What Does the Decline of the Instruction Manual Signify?

Food for thought from Mark Miodownik, an engineer at Kings College London:

We now live in an age in which we feel that technology should be intuitive, which relegates instruction manuals to literature for the stupid.

In truth, most modern instruction manuals are not worth reading in any case, since they have turned into catalogues of health and safety advice, and instructions on how to dispose of the product once it breaks. We are not expected to spend much time thinking about who made it and how.

Instead, there is inevitably a “quick start” guide which is supposed to get us up and running fast. We are not encouraged to ask how a product works, or figure out how to look after it – and whatever you do don’t open the back, as it will invalidate the warranty.

We now live in a world in which curiosity and care are discouraged, and in which the instruction manual is slowly but inevitably becoming extinct.

Miodownik makes some good points, and I agree that manufacturers generally discourage curiosity. But that’s not the world we live in. As the first commenter points out, many people do take the time to understand how a product works; they just do it buy jumping in and figuring it out. My general impression is we are living in a golden age of technology curiosity and DIYism. We certainly have access to many more resources for figuring out tech products than we did 20 years ago.

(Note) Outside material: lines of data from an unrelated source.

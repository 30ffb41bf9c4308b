//! Shared L2 cache store, abstracted behind a trait so the same pricing
//! code runs against an in-memory store (tests, single-replica dev) or
//! Redis (production, multiple replicas) without branching.
//!
//! The trait is byte-oriented (not generic-over-`V`) so it stays object
//! safe and callers can hold it as `Arc<dyn L2Store>`; [`CacheStore`]
//! (in `cache::mod`) owns the `serde` (de)serialization on top of it.

use std::collections::HashMap;
use std::sync::Arc;
use std::time::{Duration, Instant};

use async_trait::async_trait;
use parking_lot::Mutex;
use thiserror::Error;

use super::Namespace;

#[derive(Debug, Error)]
pub enum L2Error {
    #[error("l2 backend error: {0}")]
    Backend(String),
}

pub struct RawEntry {
    pub bytes: Vec<u8>,
    pub age: Duration,
}

/// The L2 contract. `decrement_or_refill` is the rate limiter's atomic
/// bucket operation (§4.8, §5: "A scripted update (CAS loop or
/// server-side script) is required").
#[async_trait]
pub trait L2Store: Send + Sync {
    async fn get_bytes(&self, namespace: Namespace, key: &str) -> Result<Option<RawEntry>, L2Error>;

    async fn put_bytes(
        &self,
        namespace: Namespace,
        key: &str,
        bytes: Vec<u8>,
        ttl: Duration,
    ) -> Result<(), L2Error>;

    async fn invalidate(&self, namespace: Namespace, key: &str) -> Result<(), L2Error>;

    /// Atomically decrements the bucket for `key` by 1 if a token is
    /// available, refilling first based on elapsed time. Returns
    /// `(allowed, remaining, seconds_until_next_token)`.
    async fn decrement_or_refill(
        &self,
        key: &str,
        capacity: u32,
        refill_per_sec: f64,
    ) -> Result<(bool, u32, u64), L2Error>;

    /// Cheap reachability probe for the health endpoint (§6.1).
    async fn ping(&self) -> Result<(), L2Error>;
}

struct Record {
    bytes: Vec<u8>,
    inserted_at: Instant,
    ttl: Duration,
}

struct Bucket {
    tokens: f64,
    last_refill: Instant,
}

/// Single-process default: a plain mutex-guarded map, mirroring the
/// reference backend's own `RateLimitLayer` (a `Mutex<HashMap<..>>` guarding
/// per-key windowed counters) generalized to arbitrary typed values.
#[derive(Default)]
pub struct InMemoryL2 {
    store: Mutex<HashMap<(&'static str, String), Record>>,
    buckets: Mutex<HashMap<String, Bucket>>,
}

impl InMemoryL2 {
    pub fn new() -> Arc<Self> {
        Arc::new(Self::default())
    }
}

#[async_trait]
impl L2Store for InMemoryL2 {
    async fn get_bytes(&self, namespace: Namespace, key: &str) -> Result<Option<RawEntry>, L2Error> {
        let store = self.store.lock();
        let Some(record) = store.get(&(namespace.as_str(), key.to_string())) else {
            return Ok(None);
        };
        let age = record.inserted_at.elapsed();
        if age > record.ttl {
            return Ok(None);
        }
        Ok(Some(RawEntry {
            bytes: record.bytes.clone(),
            age,
        }))
    }

    async fn put_bytes(
        &self,
        namespace: Namespace,
        key: &str,
        bytes: Vec<u8>,
        ttl: Duration,
    ) -> Result<(), L2Error> {
        self.store.lock().insert(
            (namespace.as_str(), key.to_string()),
            Record {
                bytes,
                inserted_at: Instant::now(),
                ttl,
            },
        );
        Ok(())
    }

    async fn invalidate(&self, namespace: Namespace, key: &str) -> Result<(), L2Error> {
        self.store.lock().remove(&(namespace.as_str(), key.to_string()));
        Ok(())
    }

    async fn decrement_or_refill(
        &self,
        key: &str,
        capacity: u32,
        refill_per_sec: f64,
    ) -> Result<(bool, u32, u64), L2Error> {
        let mut buckets = self.buckets.lock();
        let now = Instant::now();
        let bucket = buckets.entry(key.to_string()).or_insert_with(|| Bucket {
            tokens: capacity as f64,
            last_refill: now,
        });

        let elapsed = now.saturating_duration_since(bucket.last_refill).as_secs_f64();
        bucket.tokens = (bucket.tokens + elapsed * refill_per_sec).min(capacity as f64);
        bucket.last_refill = now;

        if bucket.tokens >= 1.0 {
            bucket.tokens -= 1.0;
            let remaining = bucket.tokens.floor() as u32;
            Ok((true, remaining, 0))
        } else {
            let deficit = 1.0 - bucket.tokens;
            let secs_until_next = if refill_per_sec > 0.0 {
                (deficit / refill_per_sec).ceil() as u64
            } else {
                60
            };
            Ok((false, 0, secs_until_next.max(1)))
        }
    }

    async fn ping(&self) -> Result<(), L2Error> {
        Ok(())
    }
}

/// Redis-backed L2, used in multi-replica deployments so the rate limiter
/// and cache are consistent across the fleet (§4.8: "local L1 buckets are
/// forbidden"). The bucket operation is a single `EVAL` so the read-refill-
/// decrement sequence is atomic server-side.
pub struct RedisL2 {
    manager: redis::aio::ConnectionManager,
}

impl RedisL2 {
    pub async fn connect(url: &str) -> anyhow::Result<Self> {
        let client = redis::Client::open(url)?;
        let manager = redis::aio::ConnectionManager::new(client).await?;
        Ok(Self { manager })
    }

    fn storage_key(namespace: Namespace, key: &str) -> String {
        format!("locate:{}:{}", namespace.as_str(), key)
    }
}

const BUCKET_SCRIPT: &str = r#"
local key = KEYS[1]
local capacity = tonumber(ARGV[1])
local refill_per_sec = tonumber(ARGV[2])
local now = tonumber(ARGV[3])

local data = redis.call('HMGET', key, 'tokens', 'last_refill')
local tokens = tonumber(data[1])
local last_refill = tonumber(data[2])
if tokens == nil then
  tokens = capacity
  last_refill = now
end

local elapsed = now - last_refill
if elapsed < 0 then elapsed = 0 end
tokens = math.min(capacity, tokens + elapsed * refill_per_sec)

local allowed = 0
if tokens >= 1 then
  tokens = tokens - 1
  allowed = 1
end

redis.call('HSET', key, 'tokens', tokens, 'last_refill', now)
redis.call('EXPIRE', key, 3600)

return { allowed, math.floor(tokens), tokens }
"#;

#[async_trait]
impl L2Store for RedisL2 {
    async fn get_bytes(&self, namespace: Namespace, key: &str) -> Result<Option<RawEntry>, L2Error> {
        use redis::AsyncCommands;
        let mut conn = self.manager.clone();
        let storage_key = Self::storage_key(namespace, key);
        let raw: Option<(Vec<u8>, i64)> = {
            let payload: Option<Vec<u8>> = conn
                .hget(&storage_key, "payload")
                .await
                .map_err(|e| L2Error::Backend(e.to_string()))?;
            match payload {
                Some(p) => {
                    let inserted_at_ms: i64 = conn
                        .hget(&storage_key, "inserted_at_ms")
                        .await
                        .map_err(|e| L2Error::Backend(e.to_string()))?;
                    Some((p, inserted_at_ms))
                }
                None => None,
            }
        };
        let Some((bytes, inserted_at_ms)) = raw else {
            return Ok(None);
        };
        let now_ms = chrono::Utc::now().timestamp_millis();
        let age = Duration::from_millis((now_ms - inserted_at_ms).max(0) as u64);
        Ok(Some(RawEntry { bytes, age }))
    }

    async fn put_bytes(
        &self,
        namespace: Namespace,
        key: &str,
        bytes: Vec<u8>,
        ttl: Duration,
    ) -> Result<(), L2Error> {
        use redis::AsyncCommands;
        let mut conn = self.manager.clone();
        let storage_key = Self::storage_key(namespace, key);
        let now_ms = chrono::Utc::now().timestamp_millis();
        let _: () = conn
            .hset_multiple(
                &storage_key,
                &[("payload".to_string(), bytes), ("inserted_at_ms".to_string(), now_ms.to_string().into_bytes())],
            )
            .await
            .map_err(|e| L2Error::Backend(e.to_string()))?;
        let _: () = conn
            .expire(&storage_key, ttl.as_secs() as i64)
            .await
            .map_err(|e| L2Error::Backend(e.to_string()))?;
        Ok(())
    }

    async fn invalidate(&self, namespace: Namespace, key: &str) -> Result<(), L2Error> {
        use redis::AsyncCommands;
        let mut conn = self.manager.clone();
        let storage_key = Self::storage_key(namespace, key);
        let _: () = conn.del(&storage_key).await.map_err(|e| L2Error::Backend(e.to_string()))?;
        Ok(())
    }

    async fn decrement_or_refill(
        &self,
        key: &str,
        capacity: u32,
        refill_per_sec: f64,
    ) -> Result<(bool, u32, u64), L2Error> {
        let mut conn = self.manager.clone();
        let now = chrono::Utc::now().timestamp_millis() as f64 / 1000.0;
        let script = redis::Script::new(BUCKET_SCRIPT);
        let bucket_key = format!("locate:ratelimit:{key}");
        let (allowed, remaining, tokens_left): (i64, i64, f64) = script
            .key(&bucket_key)
            .arg(capacity)
            .arg(refill_per_sec)
            .arg(now)
            .invoke_async(&mut conn)
            .await
            .map_err(|e| L2Error::Backend(e.to_string()))?;

        let secs_until_next = if tokens_left >= 1.0 || refill_per_sec <= 0.0 {
            0
        } else {
            ((1.0 - tokens_left) / refill_per_sec).ceil().max(1.0) as u64
        };
        Ok((allowed == 1, remaining.max(0) as u32, secs_until_next))
    }

    async fn ping(&self) -> Result<(), L2Error> {
        let mut conn = self.manager.clone();
        let _: String = redis::cmd("PING")
            .query_async(&mut conn)
            .await
            .map_err(|e| L2Error::Backend(e.to_string()))?;
        Ok(())
    }
}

But I do think the decline of manufacturer’s manuals points to a growing gap between technophobes and technophiles. If you’re not the sort of person that seeks out information on your own (a nerd, in other words), the default state is total ignorance. When there’s no packaged explanation, there’s no expectation that you should understand your machines. You have to come to that conclusion on your own.

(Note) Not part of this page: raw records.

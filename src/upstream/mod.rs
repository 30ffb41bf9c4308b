//! Upstream client fabric (C2): timeout, retry and circuit breaking wrapped
//! around three heterogeneous securities-data providers. Each client owns
//! its own breaker instance; the rate engine only ever sees a typed result
//! or an `UpstreamError` it can turn into a provenance fallback.

pub mod breaker;
pub mod events;
pub mod retry;
pub mod seclend;
pub mod volatility;

use std::sync::Arc;
use std::time::Duration;

use reqwest::StatusCode;
use thiserror::Error;

use crate::clock::Clock;
use crate::config::UpstreamEndpointConfig;
use crate::rng::Rng;
use breaker::CircuitBreaker;
use retry::{FromTimeout, RetryOutcome};

#[derive(Debug, Error)]
pub enum UpstreamError {
    #[error("circuit breaker open for {endpoint}")]
    BreakerOpen { endpoint: &'static str },
    #[error("upstream call timed out")]
    Timeout,
    #[error("upstream transport error: {0}")]
    Transport(String),
    #[error("upstream returned status {status}")]
    BadStatus { status: StatusCode },
    #[error("upstream returned an unparseable body: {0}")]
    Decode(String),
}

impl FromTimeout for UpstreamError {
    fn from_timeout() -> Self {
        UpstreamError::Timeout
    }
}

fn classify(err: &UpstreamError) -> RetryOutcome {
    match err {
        UpstreamError::Timeout | UpstreamError::Transport(_) => RetryOutcome::Retryable,
        UpstreamError::BadStatus { status } if status.is_server_error() => RetryOutcome::Retryable,
        UpstreamError::BadStatus { status } if *status == StatusCode::TOO_MANY_REQUESTS => RetryOutcome::Retryable,
        _ => RetryOutcome::Fatal,
    }
}

/// Shared scaffolding every upstream client wraps its HTTP call with: breaker
/// gate, retry-with-backoff, and breaker bookkeeping on the outcome.
pub struct EndpointFabric {
    name: &'static str,
    config: UpstreamEndpointConfig,
    breaker: CircuitBreaker,
    rng: Arc<dyn Rng>,
}

impl EndpointFabric {
    pub fn new(name: &'static str, config: UpstreamEndpointConfig, clock: Arc<dyn Clock>, rng: Arc<dyn Rng>) -> Self {
        Self {
            name,
            breaker: CircuitBreaker::new(config.breaker, clock),
            config,
            rng,
        }
    }

    pub fn breaker(&self) -> &CircuitBreaker {
        &self.breaker
    }

    /// Runs `call` through the breaker gate and retry fabric. `call` should
    /// perform exactly one upstream HTTP round trip per invocation.
    pub async fn run<T, F, Fut>(&self, call: F) -> Result<T, UpstreamError>
    where
        F: FnMut() -> Fut,
        Fut: std::future::Future<Output = Result<T, UpstreamError>>,
    {
        if !self.breaker.allow_request() {
            return Err(UpstreamError::BreakerOpen { endpoint: self.name });
        }

        let result = retry::call_with_retry(self.name, self.config.timeout, self.rng.as_ref(), call, classify).await;

        match &result {
            Ok(_) => self.breaker.record_success(),
            Err(UpstreamError::BreakerOpen { .. }) => {}
            Err(_) => self.breaker.record_failure(),
        }

        result
    }

    pub fn timeout(&self) -> Duration {
        self.config.timeout
    }
}
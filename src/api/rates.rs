//! `GET /api/v1/rates/{ticker}` (§4.10, §6.1): the current adjusted rate for
//! a ticker, computed through the same rate engine path `calculate-locate`
//! uses so the two stay consistent within a cache TTL window (§8's
//! "rate lookup ... and the `borrow_rate_used` ... match").

use std::sync::Arc;

use axum::extract::{Path, State};
use axum::Json;

use crate::api::dto::RatesResponse;
use crate::error::{ApiError, ApiResult};
use crate::repository::RepositoryError;
use crate::state::AppState;

pub async fn get_rate(State(state): State<Arc<AppState>>, Path(ticker): Path<String>) -> ApiResult<Json<RatesResponse>> {
    let ticker = ticker.to_ascii_uppercase();

    let stock = state.repo.get_stock(&ticker).await.map_err(|e| match e {
        RepositoryError::NotFound => ApiError::TickerNotFound { ticker: ticker.clone() },
        RepositoryError::Storage(message) => ApiError::ExternalApiUnavailable { message },
    })?;

    let adjusted = state.rate_engine.adjusted_rate(&ticker).await?;

    Ok(Json(RatesResponse::new(&stock, &adjusted)))
}
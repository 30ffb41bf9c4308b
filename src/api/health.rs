//! `GET /api/v1/health` (§6.1): 200 when the L2 cache and DB are reachable
//! and at least one upstream breaker is not permanently open; 503 listing
//! the failed components otherwise. Never requires authentication.

use std::sync::Arc;

use axum::extract::State;
use axum::http::StatusCode;
use axum::Json;

use crate::api::dto::HealthResponse;
use crate::state::AppState;

pub async fn health(State(state): State<Arc<AppState>>) -> (StatusCode, Json<HealthResponse>) {
    let mut failed = Vec::new();

    if !state.cache.l2_reachable().await {
        failed.push("l2_cache");
    }
    if state.repo.health_check().await.is_err() {
        failed.push("database");
    }
    if !state.rate_engine.any_breaker_closed() {
        failed.push("upstream_breakers");
    }

    let status = if failed.is_empty() { StatusCode::OK } else { StatusCode::SERVICE_UNAVAILABLE };
    let body = HealthResponse {
        status: if failed.is_empty() { "ok" } else { "degraded" },
        failed_components: failed,
    };
    (status, Json(body))
}
//! Securities borrow fee pricing engine.
//!
//! Exposes the core modules so both the binary and integration tests under
//! `tests/` can build an `AppState` and an `api::router` without going
//! through `main`.

pub mod api;
pub mod audit;
pub mod auth;
pub mod cache;
pub mod clock;
pub mod config;
pub mod decimal;
pub mod engine;
pub mod error;
pub mod middleware;
pub mod models;
pub mod ratelimit;
pub mod repository;
pub mod rng;
pub mod state;
pub mod upstream;
pub mod validation;
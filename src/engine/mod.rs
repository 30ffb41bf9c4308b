//! Pricing pipeline: rate derivation (C5) feeding the fee calculation (C6).

pub mod fee;
pub mod rate;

[via Workplace Learning Today]

Categories
bad explanations education textbooks

Textbooks = Explaining Fail?

Seth Godin thinks so:

Textbooks have very little narrative. They don’t take you from a place of ignorance to a place of insight. Instead, even the best marketing textbooks surround you with a fairly non-connected series of vocabulary words, oversimplified problems and random examples.

I agree that textbooks of this sort fall flat on their faces, and it sounds like textbook standards have slipped considerably. But I firmly stand by the idea of a textbook. To me a single volume that takes you from zero knowledge to thorough understanding is invaluable. Popular nonfiction publishers are less likely to approach subjects that way, because it can result in hard-to-market doorstop-sized behemoths.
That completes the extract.